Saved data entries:
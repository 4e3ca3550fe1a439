//! Flow definitions: locating, parsing and normalizing the two documents
//! (`agents.yaml`, `tasks.yaml`) that make up a named flow.
//!
//! Documents may be written either as a mapping from key to definition or as
//! a list of definitions. Both shapes are normalized at the parse boundary
//! into an ordered `Vec<Record<T>>`, so the builder never branches on shape.

mod document;
mod loader;
mod spec;


pub use document::Record;
pub use loader::{FlowDocuments, list_flows, validate_flow_name};
pub use spec::{AgentSpec, TaskSpec};

#[cfg(test)]
pub(crate) use document::parse_records;
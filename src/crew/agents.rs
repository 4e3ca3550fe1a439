//! Agent construction and lookup.
//!
//! # Lookup Order
//!
//! 1. Structural key (mapping key, or role / `a{index}` for list documents)
//! 2. Explicit `name` alias, unless it collides with a key
//! 3. Linear scan on `role`, first declared match wins

use super::pipeline::{Agent, AgentId};
use super::tools::CapabilityRegistry;
use crate::error::{CrewError, Result};
use crate::flow::{AgentSpec, Record};
use std::collections::HashMap;

/// Built agents plus the key/alias index used to resolve task references.
#[derive(Debug, Clone, Default)]
pub struct AgentRoster {
    agents: Vec<Agent>,
    index: HashMap<String, AgentId>,
}

impl AgentRoster {
    /// Resolve an agent reference from a task definition.
    pub fn resolve(&self, reference: &str) -> Option<AgentId> {
        let reference = reference.trim();
        if reference.is_empty() {
            return None;
        }
        if let Some(id) = self.index.get(reference) {
            return Some(*id);
        }
        self.agents
            .iter()
            .position(|a| a.role == reference)
            .map(AgentId)
    }

    /// Comma-separated agent keys for error messages.
    pub fn available(&self) -> String {
        if self.agents.is_empty() {
            "(none)".to_string()
        } else {
            self.agents
                .iter()
                .map(|a| a.key.as_str())
                .collect::<Vec<_>>()
                .join(", ")
        }
    }

    pub(crate) fn into_agents(self) -> Vec<Agent> {
        self.agents
    }
}

/// Build agents from their records.
///
/// Unknown tool names are dropped with a warning. Duplicate structural keys
/// are a configuration error.
pub fn build_agents(
    flow: &str,
    records: &[Record<AgentSpec>],
    registry: &CapabilityRegistry,
) -> Result<AgentRoster> {
    let mut roster = AgentRoster::default();

    for record in records {
        if roster.index.contains_key(&record.key) {
            return Err(CrewError::DuplicateKey {
                flow: flow.to_string(),
                kind: "agent",
                key: record.key.clone(),
            });
        }

        let spec = &record.spec;
        let mut tools = Vec::with_capacity(spec.tools.len());
        for tool_name in &spec.tools {
            match registry.resolve(tool_name) {
                Some(handle) if tools.contains(handle) => {}
                Some(handle) => tools.push(handle.clone()),
                None => tracing::warn!(
                    agent = %record.key,
                    tool = %tool_name,
                    known = %registry.names().collect::<Vec<_>>().join(", "),
                    "unknown tool; agent will run without it"
                ),
            }
        }

        let id = AgentId(roster.agents.len());
        roster.index.insert(record.key.clone(), id);
        roster.agents.push(Agent {
            key: record.key.clone(),
            name: spec.name.clone(),
            role: spec.role.clone(),
            goal: spec.goal.clone(),
            backstory: spec.backstory.clone(),
            llm: spec.llm.clone(),
            tools,
            allow_delegation: spec.allow_delegation,
            verbose: spec.verbose,
        });
    }

    // Aliases go in after every key so a key always wins.
    for (position, agent) in roster.agents.iter().enumerate() {
        let Some(alias) = agent.name.as_deref() else {
            continue;
        };
        let existing = roster.index.get(alias).copied();
        match existing {
            None => {
                roster.index.insert(alias.to_string(), AgentId(position));
            }
            Some(existing) if existing.0 == position => {}
            Some(existing) => tracing::warn!(
                agent = %agent.key,
                alias,
                taken_by = %roster.agents[existing.0].key,
                "agent name is already used as a lookup key; ignoring alias"
            ),
        }
    }

    tracing::debug!(flow, agents = roster.agents.len(), "built agents");
    Ok(roster)
}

→ **EXERCISE DESCRIPTION**: Every entry above must be returned word for word.

→ **REPLY TO THE TASK**:
repository 4e3ca3550fe1a439
//! Flow definitions: locating, parsing and normalizing the two documents
//! (`agents.yaml`, `tasks.yaml`) that make up a named flow.
//!
//! Documents may be written either as a mapping from key to definition or as
//! a list of definitions. Both shapes are normalized at the parse boundary
//! into an ordered `Vec<Record<T>>`, so the builder never branches on shape.

mod document;
mod loader;
mod spec;


pub use document::Record;
pub use loader::{FlowDocuments, list_flows, validate_flow_name};
pub use spec::{AgentSpec, TaskSpec};

#[cfg(test)]
pub(crate) use document::parse_records;
filename src/crew/agents.rs
repository 4e3ca3550fe1a439
//! Agent construction and lookup.
//!
//! # Lookup Order
//!
//! 1. Structural key (mapping key, or role / `a{index}` for list documents)
//! 2. Explicit `name` alias, unless it collides with a key
//! 3. Linear scan on `role`, first declared match wins

use super::pipeline::{Agent, AgentId};
use super::tools::CapabilityRegistry;
use crate::error::{CrewError, Result};
use crate::flow::{AgentSpec, Record};
use std::collections::HashMap;

/// Built agents plus the key/alias index used to resolve task references.
#[derive(Debug, Clone, Default)]
pub struct AgentRoster {
    agents: Vec<Agent>,
    index: HashMap<String, AgentId>,
}

impl AgentRoster {
    /// Resolve an agent reference from a task definition.
    pub fn resolve(&self, reference: &str) -> Option<AgentId> {
        let reference = reference.trim();
        if reference.is_empty() {
            return None;
        }
        if let Some(id) = self.index.get(reference) {
            return Some(*id);
        }
        self.agents
            .iter()
            .position(|a| a.role == reference)
            .map(AgentId)
    }

    /// Comma-separated agent keys for error messages.
    pub fn available(&self) -> String {
        if self.agents.is_empty() {
            "(none)".to_string()
        } else {
            self.agents
                .iter()
                .map(|a| a.key.as_str())
                .collect::<Vec<_>>()
                .join(", ")
        }
    }

    pub(crate) fn into_agents(self) -> Vec<Agent> {
        self.agents
    }
}

/// Build agents from their records.
///
/// Unknown tool names are dropped with a warning. Duplicate structural keys
/// are a configuration error.
pub fn build_agents(
    flow: &str,
    records: &[Record<AgentSpec>],
    registry: &CapabilityRegistry,
) -> Result<AgentRoster> {
    let mut roster = AgentRoster::default();

    for record in records {
        if roster.index.contains_key(&record.key) {
            return Err(CrewError::DuplicateKey {
                flow: flow.to_string(),
                kind: "agent",
                key: record.key.clone(),
            });
        }

        let spec = &record.spec;
        let mut tools = Vec::with_capacity(spec.tools.len());
        for tool_name in &spec.tools {
            match registry.resolve(tool_name) {
                Some(handle) if tools.contains(handle) => {}
                Some(handle) => tools.push(handle.clone()),
                None => tracing::warn!(
                    agent = %record.key,
                    tool = %tool_name,
                    known = %registry.names().collect::<Vec<_>>().join(", "),
                    "unknown tool; agent will run without it"
                ),
            }
        }

        let id = AgentId(roster.agents.len());
        roster.index.insert(record.key.clone(), id);
        roster.agents.push(Agent {
            key: record.key.clone(),
            name: spec.name.clone(),
            role: spec.role.clone(),
            goal: spec.goal.clone(),
            backstory: spec.backstory.clone(),
            llm: spec.llm.clone(),
            tools,
            allow_delegation: spec.allow_delegation,
            verbose: spec.verbose,
        });
    }

    // Aliases go in after every key so a key always wins.
    for (position, agent) in roster.agents.iter().enumerate() {
        let Some(alias) = agent.name.as_deref() else {
            continue;
        };
        let existing = roster.index.get(alias).copied();
        match existing {
            None => {
                roster.index.insert(alias.to_string(), AgentId(position));
            }
            Some(existing) if existing.0 == position => {}
            Some(existing) => tracing::warn!(
                agent = %agent.key,
                alias,
                taken_by = %roster.agents[existing.0].key,
                "agent name is already used as a lookup key; ignoring alias"
            ),
        }
    }

    tracing::debug!(flow, agents = roster.agents.len(), "built agents");
    Ok(roster)
}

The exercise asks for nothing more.